True or False: A/B testing
You are new in the field or you are an expert, you are going to launch your first test or you carry out A/B tests every day; or you are still looking to discover new things around this notion…
The DataMa team has gathered its A/B test experts for you to answer all your most specific questions. Whether it’s about the number of tests, the duration, the method, the division of traffic or the significance of these tests, all the answers you’re looking for about A/B tests are here! Guillaume, decision scientist for more than 10 years and Alex, CRO expert, share their expertise with you.

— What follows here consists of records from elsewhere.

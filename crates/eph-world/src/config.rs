//! World and dynamics configuration.

use eph_core::{ensure_non_negative, ensure_positive, EphError, EphResult, Obstacle};
use eph_perception::{DepositKind, EnvHazeConfig};

/// Trail left by every agent at its committed position each tick.
#[derive(Clone, Debug, PartialEq)]
#[cfg_attr(feature = "serde", derive(serde::Serialize, serde::Deserialize))]
pub struct TrailConfig {
    pub kind:   DepositKind,
    pub amount: f64,
}

#[derive(Clone, Debug, PartialEq)]
#[cfg_attr(feature = "serde", derive(serde::Serialize, serde::Deserialize))]
#[cfg_attr(feature = "serde", serde(default))]
pub struct WorldConfig {
    pub width:     f64,
    pub height:    f64,
    pub obstacles: Vec<Obstacle>,
    /// Environmental haze grid; `None` disables it entirely.
    pub env_haze:  Option<EnvHazeConfig>,
    /// Requires `env_haze`.
    pub trail:     Option<TrailConfig>,
}

impl Default for WorldConfig {
    fn default() -> Self {
        Self {
            width:     40.0,
            height:    40.0,
            obstacles: Vec::new(),
            env_haze:  None,
            trail:     None,
        }
    }
}

impl WorldConfig {
    pub fn validate(&self) -> EphResult<()> {
        ensure_positive("world.width", self.width)?;
        ensure_positive("world.height", self.height)?;
        for (i, o) in self.obstacles.iter().enumerate() {
            if !o.center.is_finite() {
                return Err(EphError::config(format!("obstacle {i}: non-finite centre")));
            }
            ensure_positive(&format!("obstacle {i} radius"), o.radius)?;
        }
        if let Some(haze) = &self.env_haze {
            haze.validate()?;
        }
        if let Some(trail) = &self.trail {
            if self.env_haze.is_none() {
                return Err(EphError::config("world.trail requires world.env_haze"));
            }
            ensure_non_negative("world.trail.amount", trail.amount)?;
        }
        Ok(())
    }
}

/// Integrator constants.
#[derive(Clone, Debug, PartialEq)]
#[cfg_attr(feature = "serde", derive(serde::Serialize, serde::Deserialize))]
#[cfg_attr(feature = "serde", serde(default))]
pub struct DynamicsConfig {
    /// Heading only follows velocity above this speed.
    pub min_heading_speed:  f64,
    /// Inward velocity is removed within this multiple of contact distance
    /// from an obstacle.
    pub obstacle_clearance: f64,
    pub resolve_collisions: bool,
}

impl Default for DynamicsConfig {
    fn default() -> Self {
        Self { min_heading_speed: 0.05, obstacle_clearance: 1.1, resolve_collisions: true }
    }
}

impl DynamicsConfig {
    pub fn validate(&self) -> EphResult<()> {
        ensure_non_negative("dynamics.min_heading_speed", self.min_heading_speed)?;
        ensure_positive("dynamics.obstacle_clearance", self.obstacle_clearance)
    }
}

1. It is possible to run several tests at the same time on the same page: TRUE
This question often comes up and many people say that it is not possible. But mathematically, of course it is possible to run several tests at the same time on the same page. As long as the allocation of visitors is completely random (i.e. if it is not the even-numbered visitors who go to pages A and A’ and the odd-numbered visitors who go to pages B and B’), that the two tests are independent and that the volume is sufficient, then you can carry out all the tests you want.
As an example, websites like Homeaway or Booking perform more than 200 tests/month on their website. There are not 200 different types of pages on these sites.
2. It is only possible to run 50/50 tests: FALSE
Indeed, you can choose your own distribution!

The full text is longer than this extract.